Who Ever Heard of Bad Loyalty

Did you ever imagine that there could be an issue with customer loyalty? Could there be a time when customer loyalty may not be the best answer? When we think of customer loyalty we often think of it as a way to help a company survive difficult market conditions. We think of customer loyalty synonymously with the phrase customer retention. Many marketing personnel will support the notion that selling to a loyal customer is more cost-effective than creating a new customer.

One of my favorite phrases is that customers are what make paydays possible. So to think that customer loyalty might have a negative component is surprising. Tim Keiningham and Lerzan Aksoy wrote a note several years ago that discussed the negative component of customer loyalty. This blog attempts to capture the essence of their note.

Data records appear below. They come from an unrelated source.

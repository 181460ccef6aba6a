//! HTTP gateway: document routes behind the resilience layer, plus health and
//! metrics endpoints.

use axum::{
    extract::{ConnectInfo, Path, Query, Request, State},
    http::{header, HeaderMap, HeaderValue, Method, StatusCode},
    middleware::{self, Next},
    response::{IntoResponse, Response},
    routing::get,
    Json, Router,
};
use floodgate_core::health::HealthStatus;
use floodgate_core::{Document, ResilienceLayer};
use serde::Deserialize;
use serde_json::json;
use std::net::SocketAddr;
use std::sync::Arc;
use tracing::{debug, warn};

/// Metric name prefix for `/metrics`.
pub const METRICS_PREFIX: &str = "floodgate";

type AppState = Arc<ResilienceLayer>;

/// Build the gateway router.
pub fn router(layer: AppState) -> Router {
    let documents = Router::new()
        .route(
            "/documents/{collection}/{id}",
            get(get_document)
                .put(put_document)
                .patch(patch_document)
                .delete(delete_document),
        )
        .route_layer(middleware::from_fn_with_state(
            Arc::clone(&layer),
            rate_limit,
        ));

    Router::new()
        .route("/health", get(health_handler))
        .route("/healthz", get(healthz_handler))
        .route("/readyz", get(readyz_handler))
        .route("/metrics", get(metrics_handler))
        .merge(documents)
        .with_state(layer)
}

/// Client identity for rate limiting: `x-real-ip`, then the first
/// `x-forwarded-for` entry, then the peer address.
fn client_key(headers: &HeaderMap, peer: Option<SocketAddr>) -> String {
    headers
        .get("x-real-ip")
        .and_then(|h| h.to_str().ok())
        .map(str::trim)
        .filter(|ip| !ip.is_empty())
        .or_else(|| {
            headers
                .get("x-forwarded-for")
                .and_then(|h| h.to_str().ok())
                .and_then(|s| s.split(',').map(str::trim).find(|ip| !ip.is_empty()))
        })
        .map(str::to_string)
        .or_else(|| peer.map(|addr| addr.ip().to_string()))
        .unwrap_or_else(|| "unknown".to_string())
}

async fn rate_limit(State(layer): State<AppState>, req: Request, next: Next) -> Response {
    let peer = req
        .extensions()
        .get::<ConnectInfo<SocketAddr>>()
        .map(|ci| ci.0);
    let key = client_key(req.headers(), peer);
    let write = *req.method() != Method::GET;

    let decision = layer.admit(&key, write);
    if !decision.allowed {
        debug!(client = %key, retry_after_ms = decision.retry_after_ms, "Request rate limited");
        let mut response = (
            StatusCode::TOO_MANY_REQUESTS,
            Json(json!({
                "error": "rate limit exceeded",
                "retry_after_ms": decision.retry_after_ms,
            })),
        )
            .into_response();
        response.headers_mut().insert(
            header::RETRY_AFTER,
            HeaderValue::from(decision.retry_after_secs()),
        );
        return response;
    }

    let mut response = next.run(req).await;
    response
        .headers_mut()
        .insert("x-ratelimit-remaining", HeaderValue::from(decision.remaining));
    response
}

#[derive(Debug, Default, Deserialize)]
struct WriteParams {
    #[serde(default)]
    merge: bool,
}

fn accepted_or_busy(accepted: bool) -> Response {
    if accepted {
        (StatusCode::ACCEPTED, Json(json!({ "status": "queued" }))).into_response()
    } else {
        (
            StatusCode::SERVICE_UNAVAILABLE,
            Json(json!({ "error": "write buffer full" })),
        )
            .into_response()
    }
}

async fn get_document(
    State(layer): State<AppState>,
    Path((collection, id)): Path<(String, String)>,
) -> Response {
    match layer.read_document(&collection, &id).await {
        Ok(Some(doc)) => (StatusCode::OK, Json(doc)).into_response(),
        Ok(None) => (
            StatusCode::NOT_FOUND,
            Json(json!({ "error": "document not found" })),
        )
            .into_response(),
        Err(e) => {
            warn!(error = %e, collection = %collection, id = %id, "Read failed");
            (
                StatusCode::SERVICE_UNAVAILABLE,
                Json(json!({ "error": e.to_string() })),
            )
                .into_response()
        }
    }
}

async fn put_document(
    State(layer): State<AppState>,
    Path((collection, id)): Path<(String, String)>,
    Query(params): Query<WriteParams>,
    Json(data): Json<Document>,
) -> Response {
    accepted_or_busy(layer.write_document(&collection, &id, data, params.merge))
}

async fn patch_document(
    State(layer): State<AppState>,
    Path((collection, id)): Path<(String, String)>,
    Json(data): Json<Document>,
) -> Response {
    accepted_or_busy(layer.update_document(&collection, &id, data))
}

async fn delete_document(
    State(layer): State<AppState>,
    Path((collection, id)): Path<(String, String)>,
) -> Response {
    accepted_or_busy(layer.delete_document(&collection, &id))
}

/// Health endpoint handler.
async fn health_handler(State(layer): State<AppState>) -> impl IntoResponse {
    let overall = layer.refresh_health();
    let report = layer.health().report();

    let status_code = match overall {
        HealthStatus::Healthy | HealthStatus::Degraded => StatusCode::OK,
        HealthStatus::Unhealthy => StatusCode::SERVICE_UNAVAILABLE,
    };

    (status_code, Json(report))
}

/// Liveness check.
async fn healthz_handler(State(layer): State<AppState>) -> StatusCode {
    if layer.refresh_health() != HealthStatus::Unhealthy {
        StatusCode::OK
    } else {
        StatusCode::SERVICE_UNAVAILABLE
    }
}

/// Readiness check.
async fn readyz_handler(State(layer): State<AppState>) -> StatusCode {
    layer.refresh_health();
    if layer.health().is_serving() && layer.health().is_operational() {
        StatusCode::OK
    } else {
        StatusCode::SERVICE_UNAVAILABLE
    }
}

/// Prometheus metrics endpoint handler.
async fn metrics_handler(State(layer): State<AppState>) -> impl IntoResponse {
    let output = layer.metrics_snapshot().export_prometheus_text(METRICS_PREFIX);
    (
        StatusCode::OK,
        [(
            header::CONTENT_TYPE,
            "text/plain; version=0.0.4; charset=utf-8",
        )],
        output,
    )
}

#[cfg(test)]
mod tests {
    use super::*;
    use axum::body::{to_bytes, Body};
    use floodgate_core::config::RateLimiterConfig;
    use floodgate_core::{Config, InMemoryStore};
    use serde_json::Value;
    use tower::ServiceExt;

    fn layer_with(config: Config) -> (AppState, Arc<InMemoryStore>) {
        let store = Arc::new(InMemoryStore::new());
        let layer = ResilienceLayer::new(config, Arc::clone(&store) as _).unwrap();
        (Arc::new(layer), store)
    }

    fn request(method: Method, uri: &str, body: Option<Value>) -> Request<Body> {
        let builder = axum::http::Request::builder()
            .method(method)
            .uri(uri)
            .header("x-real-ip", "10.0.0.1");
        match body {
            Some(v) => builder
                .header(header::CONTENT_TYPE, "application/json")
                .body(Body::from(v.to_string()))
                .unwrap(),
            None => builder.body(Body::empty()).unwrap(),
        }
    }

    async fn body_json(response: Response) -> Value {
        let bytes = to_bytes(response.into_body(), usize::MAX).await.unwrap();
        serde_json::from_slice(&bytes).unwrap()
    }

    #[test]
    fn test_client_key_precedence() {
        let peer: SocketAddr = "192.168.1.9:4000".parse().unwrap();

        let mut headers = HeaderMap::new();
        assert_eq!(client_key(&headers, Some(peer)), "192.168.1.9");
        assert_eq!(client_key(&headers, None), "unknown");

        headers.insert("x-forwarded-for", HeaderValue::from_static(" , 1.2.3.4, 5.6.7.8"));
        assert_eq!(client_key(&headers, Some(peer)), "1.2.3.4");

        headers.insert("x-real-ip", HeaderValue::from_static("9.9.9.9"));
        assert_eq!(client_key(&headers, Some(peer)), "9.9.9.9");
    }

    #[tokio::test]
    async fn test_get_existing_document() {
        let (layer, store) = layer_with(Config::default());
        let mut doc = Document::new();
        doc.insert("name".into(), json!("alice"));
        store.insert("users", "u1", doc);

        let response = router(layer)
            .oneshot(request(Method::GET, "/documents/users/u1", None))
            .await
            .unwrap();
        assert_eq!(response.status(), StatusCode::OK);
        assert!(response.headers().contains_key("x-ratelimit-remaining"));
        assert_eq!(body_json(response).await["name"], "alice");
    }

    #[tokio::test]
    async fn test_get_missing_document() {
        let (layer, _store) = layer_with(Config::default());
        let response = router(layer)
            .oneshot(request(Method::GET, "/documents/users/nobody", None))
            .await
            .unwrap();
        assert_eq!(response.status(), StatusCode::NOT_FOUND);
    }

    #[tokio::test]
    async fn test_put_queues_write() {
        let (layer, store) = layer_with(Config::default());
        let app = router(Arc::clone(&layer));

        let response = app
            .oneshot(request(
                Method::PUT,
                "/documents/users/u2?merge=true",
                Some(json!({ "score": 3 })),
            ))
            .await
            .unwrap();
        assert_eq!(response.status(), StatusCode::ACCEPTED);
        assert_eq!(layer.writer().metrics().buffer_depth, 1);

        layer.writer().flush().await;
        assert_eq!(store.document("users", "u2").unwrap()["score"], 3);
    }

    #[tokio::test]
    async fn test_write_backpressure_returns_503() {
        let mut config = Config::default();
        config.batch_writer.max_buffer_size = 1;
        config.batch_writer.max_batch_size = 1;
        let (layer, _store) = layer_with(config);
        let app = router(layer);

        let first = app
            .clone()
            .oneshot(request(Method::DELETE, "/documents/users/a", None))
            .await
            .unwrap();
        assert_eq!(first.status(), StatusCode::ACCEPTED);

        let second = app
            .oneshot(request(Method::DELETE, "/documents/users/b", None))
            .await
            .unwrap();
        assert_eq!(second.status(), StatusCode::SERVICE_UNAVAILABLE);
    }

    #[tokio::test]
    async fn test_rate_limited_request_gets_429() {
        let mut config = Config::default();
        config.rate_limits.endpoint = RateLimiterConfig::new("endpoint", 2.0, 0.5, 100);
        let (layer, _store) = layer_with(config);
        let app = router(layer);

        for _ in 0..2 {
            let ok = app
                .clone()
                .oneshot(request(Method::GET, "/documents/users/x", None))
                .await
                .unwrap();
            assert_eq!(ok.status(), StatusCode::NOT_FOUND);
        }

        let denied = app
            .clone()
            .oneshot(request(Method::GET, "/documents/users/x", None))
            .await
            .unwrap();
        assert_eq!(denied.status(), StatusCode::TOO_MANY_REQUESTS);
        let retry_after: u64 = denied.headers()[header::RETRY_AFTER]
            .to_str()
            .unwrap()
            .parse()
            .unwrap();
        assert!(retry_after >= 1);

        // Health endpoints are not rate limited.
        let health = app
            .oneshot(request(Method::GET, "/healthz", None))
            .await
            .unwrap();
        assert_eq!(health.status(), StatusCode::OK);
    }

    #[tokio::test]
    async fn test_health_report() {
        let (layer, _store) = layer_with(Config::default());
        layer.health().mark_serving();

        let response = router(Arc::clone(&layer))
            .oneshot(request(Method::GET, "/health", None))
            .await
            .unwrap();
        assert_eq!(response.status(), StatusCode::OK);

        let body = body_json(response).await;
        assert_eq!(body["status"], "healthy");
        assert_eq!(body["serving"], true);
        assert_eq!(body["components"]["store"]["status"], "healthy");
    }

    #[tokio::test]
    async fn test_health_unhealthy_when_circuit_open() {
        let (layer, _store) = layer_with(Config::default());
        for _ in 0..layer.config().circuit_breaker.failure_threshold {
            layer.breaker().record_failure();
        }

        let app = router(Arc::clone(&layer));
        let response = app
            .clone()
            .oneshot(request(Method::GET, "/health", None))
            .await
            .unwrap();
        assert_eq!(response.status(), StatusCode::SERVICE_UNAVAILABLE);

        let ready = app
            .oneshot(request(Method::GET, "/readyz", None))
            .await
            .unwrap();
        assert_eq!(ready.status(), StatusCode::SERVICE_UNAVAILABLE);
    }

    #[tokio::test]
    async fn test_readyz_requires_serving() {
        let (layer, _store) = layer_with(Config::default());
        let app = router(Arc::clone(&layer));

        let before = app
            .clone()
            .oneshot(request(Method::GET, "/readyz", None))
            .await
            .unwrap();
        assert_eq!(before.status(), StatusCode::SERVICE_UNAVAILABLE);

        layer.health().mark_serving();
        let after = app
            .oneshot(request(Method::GET, "/readyz", None))
            .await
            .unwrap();
        assert_eq!(after.status(), StatusCode::OK);
    }

    #[tokio::test]
    async fn test_metrics_endpoint() {
        let (layer, _store) = layer_with(Config::default());
        let response = router(layer)
            .oneshot(request(Method::GET, "/metrics", None))
            .await
            .unwrap();
        assert_eq!(response.status(), StatusCode::OK);

        let bytes = to_bytes(response.into_body(), usize::MAX).await.unwrap();
        let text = String::from_utf8(bytes.to_vec()).unwrap();
        assert!(text.contains("floodgate_cache_hits_total"));
        assert!(text.contains("floodgate_flush_duration_seconds_bucket"));
    }
}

What we would like our loyal customers to be is customers who can clearly understand why it is important to support us during the good times and the bad. This clearly occurs most often when the customers can differentiate our company’s offerings of products and services from a competitor. They will know what the company stands for.

So, what kind of loyalty is bad loyalty? The authors have suggested that price driven loyalty is the lowest form of loyalty. They make the point that the company is not offering any differentiated value to customers. It also implies the price-driven loyalty does not bring levels of profitability that often occur when selling to loyal customers. Many marketing studies confirm that the cost of selling to a loyal customer is usually less than the cost of acquiring a new customer. Hence a price-driven loyal customer is more likely to provide a lower margin/profit to the company.

The obvious conclusion is that price-driven loyalty is not really loyalty at all. Customer loyalty is created when the company can provide products and services that are differentiated from its competition. Thus the customer finds the value derived from this relationship better meet its needs.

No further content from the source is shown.